ImPersonal Training: 3 Common Ways Fitness Professionals Fail To Personalize Workouts

Note: This article written by Nick Tumminello was edited by Lindsay Vastola and originally published in PFP Magazine.

The reason clients seek private or semi-private training services instead of group training classes is to get a more personalized programming. This article highlights three ways fitness professionals commonly fail to personalize programming so you can avoid making these same mistakes, offer more personalized programming and deliver clients a much higher value for their investment.

Mistake #1: Giving lessons in the trainer’s favorite exercise method, not a personalized program for the client’s goal.

There are many training approaches. Some trainers may follow a bodybuilding-type philosophy where others are more into Pilates; some do “3D functional training” and others may be more into kettlebells…and the list goes on.

That said, many fitness professionals provide a training direction based on their own chosen training philosophy (i.e. bias) instead of delivering a true “personalized” workout program. In other words, many trainers just end up giving their clients private lessons on what that particular trainer likes to do instead of using the best modalities for the client to achieve their goals – the goal they’re paying the fitness professional their hard earned money to achieve.

Put simply, there are fitness professionals and fitness hobbyists. Fitness hobbyists try to get other people excited about their pet hobby, regardless of their individual goals, while the fitness professional fit the workout program to the client’s goal, not you to the trainer’s specialty or bias.

Mistake #2: Trying to fit individuals to exercises, instead of fitting the exercises to the individual.

Continuing the point above, one of the biggest mistakes fitness professionals often make is attempting to fit the individual to the exercises instead of fitting the exercises to the individual.

All of us are the same species, human, just like all different makes and models of cars, trucks and vans are the same species: automobiles. But just like automobiles, humans come in all shapes and sizes. Your size and shape is caused by your structure, and structure determines function. Although both a mini-cooper and a mini-van are made up of the same basic parts (4-wheels, two axels, steering wheel, etc.) and can perform the same basic driving functions (e.g., go forward and reverse, turn right and left, stop and start) you would never expect a brand-new mini-cooper to drive and handle the same as a brand-new mini-van, because of the different ways their same basic parts are put together. This is exactly why it is unrealistic to expect a guy who is built like a football running back to move the same as a guy built like a lineman.

Although both the running back and lineman can change levels, push, twist, pull, and so on, they may perform the movements in slightly different ways based on their structure. In other words, there isn’t any exact exercise that matches the movement of everyone because there are individual variations in the way humans move. Therefore, the fitness professional must choose the particular exercise variations that best fit how each individual moves.

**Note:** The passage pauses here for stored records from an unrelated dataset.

// ============================================================================
// Catalog Domain - Kitchens and Menu Items
// ============================================================================
//
// - Value objects (NewKitchen, NewMenuItem, BulkInsertMode, BulkInsertReport)
// - Errors (CatalogError)
// - Service (kitchen and menu CRUD, fan-out insert across kitchens)
//
// ============================================================================

pub mod value_objects;
pub mod errors;
pub mod service;

pub use value_objects::*;
pub use errors::*;
pub use service::*;
use rust_decimal::Decimal;

use super::value_objects::DiscountScope;
use crate::store::StoreError;

// ============================================================================
// Discount Errors
// ============================================================================
//
// Creation fails with these. Pricing a code never errors on business grounds
// (see `PriceQuote::Rejected`); it only refuses a subtotal it cannot price.
//
// ============================================================================

#[derive(Debug, thiserror::Error)]
pub enum DiscountError {
    #[error("Discount code already exists: {0}")]
    DuplicateCode(String),

    #[error("Discount code cannot be empty")]
    EmptyCode,

    #[error("Discount value cannot be negative: {0}")]
    NegativeValue(Decimal),

    #[error("{0:?} discounts need a matching qualifier")]
    MissingQualifier(DiscountScope),

    #[error("Discount window starts after it ends")]
    InvertedWindow,

    #[error("Subtotal cannot be priced: {0}")]
    SubtotalOutOfRange(Decimal),

    #[error(transparent)]
    Store(#[from] StoreError),
}
use std::time::Instant;

use chrono::{DateTime, Utc};
use serde::Serialize;

use crate::store::Store;

// ============================================================================
// Health Reporting
// ============================================================================

/// Health status of a component
#[derive(Debug, Clone, PartialEq, Serialize)]
#[serde(tag = "state", content = "reason", rename_all = "lowercase")]
pub enum HealthStatus {
    Healthy,
    Degraded(String),
    Unhealthy(String),
}

impl HealthStatus {
    pub fn is_healthy(&self) -> bool {
        matches!(self, HealthStatus::Healthy)
    }

    pub fn is_unhealthy(&self) -> bool {
        matches!(self, HealthStatus::Unhealthy(_))
    }
}

/// Health information for a component
#[derive(Debug, Clone, Serialize)]
#[serde(rename_all = "camelCase")]
pub struct ComponentHealth {
    pub name: String,
    pub status: HealthStatus,
    pub last_check: DateTime<Utc>,
    pub details: Option<String>,
}

impl ComponentHealth {
    pub fn new(name: impl Into<String>, status: HealthStatus) -> Self {
        Self {
            name: name.into(),
            status,
            last_check: Utc::now(),
            details: None,
        }
    }

    pub fn with_details(mut self, details: impl Into<String>) -> Self {
        self.details = Some(details.into());
        self
    }
}

#[derive(Debug, Clone, Serialize)]
pub struct HealthReport {
    pub healthy: bool,
    pub components: Vec<ComponentHealth>,
}

impl HealthReport {
    pub fn from_components(components: Vec<ComponentHealth>) -> Self {
        Self {
            healthy: components.iter().all(|c| !c.status.is_unhealthy()),
            components,
        }
    }
}

/// Slow round trips are reported as degraded, not failed
const SLOW_PING_MS: u128 = 500;

pub async fn check_store(store: &dyn Store) -> ComponentHealth {
    let started = Instant::now();
    match store.ping().await {
        Ok(()) => {
            let elapsed = started.elapsed().as_millis();
            let status = if elapsed > SLOW_PING_MS {
                HealthStatus::Degraded(format!("ping took {}ms", elapsed))
            } else {
                HealthStatus::Healthy
            };
            ComponentHealth::new("store", status).with_details(format!("{}ms", elapsed))
        }
        Err(e) => {
            tracing::warn!(error = %e, "Store health check failed");
            ComponentHealth::new("store", HealthStatus::Unhealthy(e.to_string()))
        }
    }
}
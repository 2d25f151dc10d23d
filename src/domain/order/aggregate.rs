use chrono::{DateTime, Utc};
use rust_decimal::Decimal;
use serde::{Deserialize, Serialize};
use uuid::Uuid;

use super::commands::OrderCommand;
use super::errors::OrderError;
use super::events::*;
use super::value_objects::{OrderLine, OrderStatus};
use crate::event_sourcing::Aggregate;

// ============================================================================
// Order Aggregate - Domain Logic
// ============================================================================

#[derive(Debug, Clone, PartialEq, Serialize, Deserialize)]
#[serde(rename_all = "camelCase")]
pub struct OrderAggregate {
    pub id: Uuid,
    pub version: i64,

    pub kitchen_id: Uuid,
    pub items: Vec<OrderLine>,
    pub total_amount: Decimal,
    pub status: OrderStatus,

    pub placed_at: DateTime<Utc>,
    pub updated_at: DateTime<Utc>,
}

impl OrderAggregate {
    /// Validate captured lines and produce the placement event.
    ///
    /// The total is computed here from the captured prices and is never
    /// recomputed afterwards.
    pub fn place(order_id: Uuid, kitchen_id: Uuid, items: Vec<OrderLine>) -> Result<OrderEvent, OrderError> {
        validate_quantities(items.iter().map(|line| line.quantity))?;

        let total_amount = items
            .iter()
            .try_fold(Decimal::ZERO, |total, line| line.line_total()?.checked_add(total))
            .ok_or(OrderError::TotalOverflow)?;

        Ok(OrderEvent::Placed(OrderPlaced {
            order_id,
            kitchen_id,
            items,
            total_amount,
            placed_at: Utc::now(),
        }))
    }

    fn status_change(&self, to: OrderStatus) -> OrderEvent {
        OrderEvent::StatusChanged(OrderStatusChanged {
            from: self.status,
            to,
            changed_at: Utc::now(),
        })
    }
}

/// Rejects an empty cart or a line with quantity zero
pub(crate) fn validate_quantities<I>(quantities: I) -> Result<(), OrderError>
where
    I: ExactSizeIterator<Item = u32>,
{
    if quantities.len() == 0 {
        return Err(OrderError::EmptyItems);
    }

    for quantity in quantities {
        if quantity == 0 {
            return Err(OrderError::InvalidQuantity(quantity));
        }
    }

    Ok(())
}

// ============================================================================
// Aggregate Trait Implementation
// ============================================================================

impl Aggregate for OrderAggregate {
    type Event = OrderEvent;
    type Command = OrderCommand;
    type Error = OrderError;

    fn apply_first_event(event: &Self::Event) -> Result<Self, Self::Error> {
        match event {
            OrderEvent::Placed(e) => Ok(Self {
                id: e.order_id,
                version: 1,
                kitchen_id: e.kitchen_id,
                items: e.items.clone(),
                total_amount: e.total_amount,
                status: OrderStatus::Placed,
                placed_at: e.placed_at,
                updated_at: e.placed_at,
            }),
            _ => Err(OrderError::NotInitialized),
        }
    }

    fn apply_event(&mut self, event: &Self::Event) -> Result<(), Self::Error> {
        match event {
            OrderEvent::Placed(_) => {
                // Only valid as the first event
                return Err(OrderError::NotInitialized);
            }
            OrderEvent::StatusChanged(e) => {
                self.status = e.to;
                self.updated_at = e.changed_at;
            }
        }

        self.version += 1;
        Ok(())
    }

    fn handle_command(&self, command: &Self::Command) -> Result<Vec<Self::Event>, Self::Error> {
        match command {
            OrderCommand::ChangeStatus { to, policy } => {
                policy.check(self.status, *to)?;
                Ok(vec![self.status_change(*to)])
            }

            OrderCommand::Advance => {
                let next = self.status.next().ok_or(OrderError::NoNextStatus(self.status))?;
                Ok(vec![self.status_change(next)])
            }
        }
    }

    fn aggregate_id(&self) -> Uuid {
        self.id
    }

    fn version(&self) -> i64 {
        self.version
    }
}
// ============================================================================
// Identity Domain - Users and Sessions
// ============================================================================

pub mod errors;
pub mod session;
pub mod service;

pub use errors::*;
pub use session::*;
pub use service::*;
// ============================================================================
// Order Domain - Business Logic for Order Aggregate
// ============================================================================
//
// This module contains ALL Order-specific code:
// - Value objects (OrderLine, OrderStatus, TransitionPolicy)
// - Events (OrderPlaced, OrderStatusChanged)
// - Commands (ChangeStatus, Advance)
// - Errors (OrderError enum)
// - Aggregate (OrderAggregate with business logic)
// - Command Handler (OrderCommandHandler)
//
// ============================================================================

pub mod value_objects;
pub mod events;
pub mod commands;
pub mod errors;
pub mod aggregate;
pub mod command_handler;

// Re-export for convenience
pub use value_objects::*;
pub use events::*;
pub use commands::*;
pub use errors::*;
pub use aggregate::*;
pub use command_handler::*;
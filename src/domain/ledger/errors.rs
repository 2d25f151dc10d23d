use rust_decimal::Decimal;
use uuid::Uuid;

use crate::models::TransactionStatus;
use crate::store::StoreError;

// ============================================================================
// Ledger Errors
// ============================================================================

#[derive(Debug, thiserror::Error)]
pub enum LedgerError {
    #[error("Transaction not found: {0}")]
    NotFound(Uuid),

    #[error("Idempotency key cannot be empty")]
    EmptyIdempotencyKey,

    #[error("Amount cannot be negative: {0}")]
    NegativeAmount(Decimal),

    #[error("Status {} is not a settlement status", .0.as_str())]
    InvalidStatus(TransactionStatus),

    #[error(transparent)]
    Store(#[from] StoreError),
}
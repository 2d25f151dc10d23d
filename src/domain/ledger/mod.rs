// ============================================================================
// Ledger Domain - Payment Transactions
// ============================================================================
//
// Records payment attempts keyed by a client idempotency key. No payment
// provider is wired in; status is set by whoever settles the payment.
//
// ============================================================================

pub mod errors;
pub mod service;

pub use errors::*;
pub use service::*;
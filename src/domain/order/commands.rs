use super::value_objects::{OrderStatus, TransitionPolicy};

// ============================================================================
// Order Commands - Represent staff intent on an existing order
// ============================================================================
//
// Placing an order is not a command on an aggregate: the order does not exist
// yet and the lines must first be resolved against the menu. See
// `OrderAggregate::place`.
//
// ============================================================================

#[derive(Debug, Clone)]
pub enum OrderCommand {
    ChangeStatus {
        to: OrderStatus,
        policy: TransitionPolicy,
    },
    /// Move to the next status of the canonical pipeline
    Advance,
}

The reason why we have exercise variations in the first place is not just to add variety to training, but because there are variations of normal in the way humans move. Some exercises just don’t fit well for certain people’s body.

Not only do we all move a bit differently based on our size and shape, which is dictated by our own unique skeletal framework and body proportions, but past injury, loss of cartilage or natural joint degenerative processes such as arthritis can influence how we move. This is why attempting to fit every person to the same exercise movement is potentially dangerous. Doing so could cause a problem or further exacerbate an existing problem as it may go against one’s movement capability.

That said, when it comes to performing the exercises provided in a way that best fits you; here are two simple criteria used in the Performance U individualized training approach for finding exercises that do make sense:

  1. Comfort—the movement is pain-free, feels natural, works within current physiology.
  1. Control—the individual can demonstrate the movement technique and body positioning the fitness professional has requested. For example, when squatting, the client displays good knee and spinal alignment throughout, along with smooth, deliberate movement.

To allow for comfort and control, you may have to modify (shorten) the range of motion or adjust the hand or foot placement of a particular exercise, such as a squat or a push-up to best fit your current ability. Or, you may just have to avoid certain exercises and emphasis other variations.

Mistake #3: Failing to tailor language to create better client buy-in.

I’ve written several workout programs that were featured in exercise magazines targeted at men; only to have those exact same workout programs also featured by the same publisher in the magazine targeted at women. The only thing the publisher changed were a few key terminologies used to explain the workout.

In the men’s magazine version it said something like “use this workout program to build a stronger and more ripped body of an MMA fighter.” Whereas, in the women’s magazine version it said something like, “use this workout program to shape a tight and toned body of a goddess.”

As you know, “exercise is medicine,” but people are all much more likely to take their medicine (i.e. use a particular workout program) when they think the medicine tastes good.

This is a valuable lesson fitness professionals need to learn from the major fitness magazines; as well as take advantage of. As fitness professionals, we must meet clients where they are by giving them the respect they deserve by tailoring the way we package the information we’re communicating to them in ways that makes the medicine taste good to each individual so they can get excited about their training programs. Let’s face it, if our clients are excited about what they are doing in training because they like why they’re doing it (i.e. the packaging you delivered it in), they’re much more inclined to stick with it. Not to mention, they’re also more likely to put more effort into their training sessions.